--- Record excerpts ---

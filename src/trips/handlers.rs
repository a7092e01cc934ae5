use axum::{
    extract::{Path, Query, State},
    Json,
};
use tracing::instrument;
use uuid::Uuid;

use crate::{
    auth::extractors::MaybeUser,
    error::AppError,
    state::AppState,
    trips::{
        dto::{
            PaginationMeta, PopularQuery, TripDetails, TripListItem, TripListResponse, TripQuery,
            ViewsResponse,
        },
        repo::Trip,
    },
};

#[instrument(skip(state))]
pub async fn list_trips(
    State(state): State<AppState>,
    Query(query): Query<TripQuery>,
) -> Result<Json<TripListResponse>, AppError> {
    let page = query.page.max(1);
    let limit = query.limit.clamp(1, 100);
    let offset = (page - 1) * limit;
    let country = query.country.as_deref();

    let trips = Trip::list_published(&state.db, country, query.is_premium, limit, offset).await?;
    let total = Trip::count_published(&state.db, country, query.is_premium).await?;

    Ok(Json(TripListResponse {
        trips: trips.into_iter().map(TripListItem::from).collect(),
        pagination: PaginationMeta::new(page, limit, total),
    }))
}

#[instrument(skip(state))]
pub async fn popular_trips(
    State(state): State<AppState>,
    Query(query): Query<PopularQuery>,
) -> Result<Json<Vec<TripListItem>>, AppError> {
    let trips = Trip::popular(&state.db, query.limit.clamp(1, 20)).await?;
    Ok(Json(trips.into_iter().map(TripListItem::from).collect()))
}

/// Premium content is served in full to premium and admin callers; everyone
/// else gets a stripped preview. An invalid token just means anonymous here.
#[instrument(skip(state, caller))]
pub async fn get_trip(
    State(state): State<AppState>,
    MaybeUser(caller): MaybeUser,
    Path(id): Path<Uuid>,
) -> Result<Json<TripDetails>, AppError> {
    let trip = Trip::find_by_id(&state.db, id)
        .await?
        .ok_or_else(|| AppError::NotFound("roadtrip not found".into()))?;

    let premium_access = caller
        .map(|claims| claims.role.has_premium_access())
        .unwrap_or(false);

    Ok(Json(TripDetails::from_trip(trip, premium_access)))
}

#[instrument(skip(state))]
pub async fn increment_views(
    State(state): State<AppState>,
    Path(id): Path<Uuid>,
) -> Result<Json<ViewsResponse>, AppError> {
    let views = Trip::increment_views(&state.db, id)
        .await?
        .ok_or_else(|| AppError::NotFound("roadtrip not found".into()))?;

    Ok(Json(ViewsResponse { views }))
}
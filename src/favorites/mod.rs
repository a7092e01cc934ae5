pub mod handlers;
pub mod repo;

use crate::state::AppState;
use axum::{
    routing::{get, post},
    Router,
};

pub fn router() -> Router<AppState> {
    Router::new()
        .route("/favorites", get(handlers::list_favorites))
        .route("/favorites/:trip_id", post(handlers::toggle_favorite))
}
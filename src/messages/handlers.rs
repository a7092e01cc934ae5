use axum::{
    extract::{Path, Query, State},
    http::StatusCode,
    Json,
};
use serde::{Deserialize, Serialize};
use tracing::instrument;
use uuid::Uuid;

use crate::{
    auth::extractors::AuthUser,
    error::AppError,
    messages::repo::{AiMessage, MessageRole},
    state::AppState,
};

#[derive(Debug, Deserialize)]
pub struct CreateMessageRequest {
    pub user_id: Uuid,
    pub conversation_id: String,
    pub role: MessageRole,
    pub content: String,
}

#[derive(Debug, Deserialize)]
pub struct ConversationQuery {
    pub user_id: Uuid,
}

#[derive(Debug, Serialize)]
pub struct DeletedResponse {
    pub success: bool,
    pub deleted: u64,
}

#[instrument(skip(state, payload))]
pub async fn create_message(
    State(state): State<AppState>,
    AuthUser(_claims): AuthUser,
    Json(payload): Json<CreateMessageRequest>,
) -> Result<(StatusCode, Json<AiMessage>), AppError> {
    if payload.content.is_empty() {
        return Err(AppError::Validation("content is required".into()));
    }

    let message = AiMessage::create(
        &state.db,
        payload.user_id,
        &payload.conversation_id,
        payload.role,
        &payload.content,
    )
    .await?;

    Ok((StatusCode::CREATED, Json(message)))
}

#[instrument(skip(state))]
pub async fn get_messages_by_user(
    State(state): State<AppState>,
    AuthUser(_claims): AuthUser,
    Path(user_id): Path<Uuid>,
) -> Result<Json<Vec<AiMessage>>, AppError> {
    Ok(Json(AiMessage::list_by_user(&state.db, user_id).await?))
}

#[instrument(skip(state))]
pub async fn get_messages_by_conversation(
    State(state): State<AppState>,
    AuthUser(_claims): AuthUser,
    Path(conversation_id): Path<String>,
    Query(query): Query<ConversationQuery>,
) -> Result<Json<Vec<AiMessage>>, AppError> {
    Ok(Json(
        AiMessage::list_by_conversation(&state.db, &conversation_id, query.user_id).await?,
    ))
}

#[instrument(skip(state))]
pub async fn delete_messages_by_user(
    State(state): State<AppState>,
    AuthUser(_claims): AuthUser,
    Path(user_id): Path<Uuid>,
) -> Result<Json<DeletedResponse>, AppError> {
    let deleted = AiMessage::delete_by_user(&state.db, user_id).await?;
    Ok(Json(DeletedResponse {
        success: true,
        deleted,
    }))
}

#[instrument(skip(state))]
pub async fn delete_conversation(
    State(state): State<AppState>,
    AuthUser(_claims): AuthUser,
    Path(conversation_id): Path<String>,
    Query(query): Query<ConversationQuery>,
) -> Result<Json<DeletedResponse>, AppError> {
    let deleted =
        AiMessage::delete_conversation(&state.db, &conversation_id, query.user_id).await?;
    Ok(Json(DeletedResponse {
        success: true,
        deleted,
    }))
}
use serde::{Deserialize, Serialize};
use sqlx::{FromRow, PgPool};
use time::OffsetDateTime;
use uuid::Uuid;

/// Who authored a conversation entry.
#[derive(Debug, Clone, Copy, PartialEq, Eq, Serialize, Deserialize)]
#[serde(rename_all = "lowercase")]
pub enum MessageRole {
    User,
    Assistant,
}

impl MessageRole {
    pub fn as_str(self) -> &'static str {
        match self {
            MessageRole::User => "user",
            MessageRole::Assistant => "assistant",
        }
    }
}

impl TryFrom<String> for MessageRole {
    type Error = String;

    fn try_from(value: String) -> Result<Self, Self::Error> {
        match value.as_str() {
            "user" => Ok(MessageRole::User),
            "assistant" => Ok(MessageRole::Assistant),
            other => Err(format!("unknown message role: {other}")),
        }
    }
}

#[derive(Debug, Clone, Serialize, FromRow)]
pub struct AiMessage {
    pub id: Uuid,
    pub user_id: Uuid,
    pub conversation_id: String,
    #[sqlx(try_from = "String")]
    pub role: MessageRole,
    pub content: String,
    pub created_at: OffsetDateTime,
}

impl AiMessage {
    pub async fn create(
        db: &PgPool,
        user_id: Uuid,
        conversation_id: &str,
        role: MessageRole,
        content: &str,
    ) -> Result<AiMessage, sqlx::Error> {
        sqlx::query_as::<_, AiMessage>(
            "INSERT INTO ai_messages (user_id, conversation_id, role, content) \
             VALUES ($1, $2, $3, $4) \
             RETURNING id, user_id, conversation_id, role, content, created_at",
        )
        .bind(user_id)
        .bind(conversation_id)
        .bind(role.as_str())
        .bind(content)
        .fetch_one(db)
        .await
    }

    /// All of a user's messages in chronological order.
    pub async fn list_by_user(db: &PgPool, user_id: Uuid) -> Result<Vec<AiMessage>, sqlx::Error> {
        sqlx::query_as::<_, AiMessage>(
            "SELECT id, user_id, conversation_id, role, content, created_at \
             FROM ai_messages WHERE user_id = $1 ORDER BY created_at ASC",
        )
        .bind(user_id)
        .fetch_all(db)
        .await
    }

    pub async fn list_by_conversation(
        db: &PgPool,
        conversation_id: &str,
        user_id: Uuid,
    ) -> Result<Vec<AiMessage>, sqlx::Error> {
        sqlx::query_as::<_, AiMessage>(
            "SELECT id, user_id, conversation_id, role, content, created_at \
             FROM ai_messages WHERE conversation_id = $1 AND user_id = $2 \
             ORDER BY created_at ASC",
        )
        .bind(conversation_id)
        .bind(user_id)
        .fetch_all(db)
        .await
    }

    pub async fn delete_by_user(db: &PgPool, user_id: Uuid) -> Result<u64, sqlx::Error> {
        let result = sqlx::query("DELETE FROM ai_messages WHERE user_id = $1")
            .bind(user_id)
            .execute(db)
            .await?;
        Ok(result.rows_affected())
    }

    pub async fn delete_conversation(
        db: &PgPool,
        conversation_id: &str,
        user_id: Uuid,
    ) -> Result<u64, sqlx::Error> {
        let result = sqlx::query(
            "DELETE FROM ai_messages WHERE conversation_id = $1 AND user_id = $2",
        )
        .bind(conversation_id)
        .bind(user_id)
        .execute(db)
        .await?;
        Ok(result.rows_affected())
    }
}

#[cfg(test)]
mod tests {
    use super::*;

    #[test]
    fn message_role_round_trips_through_text() {
        for role in [MessageRole::User, MessageRole::Assistant] {
            assert_eq!(MessageRole::try_from(role.as_str().to_string()).unwrap(), role);
        }
        assert!(MessageRole::try_from("system".to_string()).is_err());
    }
}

---

* **Exercise details**:
Return every line of the data above in which "impl" appears.

* **Response to the task**:
impl MessageRole {
impl TryFrom<String> for MessageRole {
impl AiMessage {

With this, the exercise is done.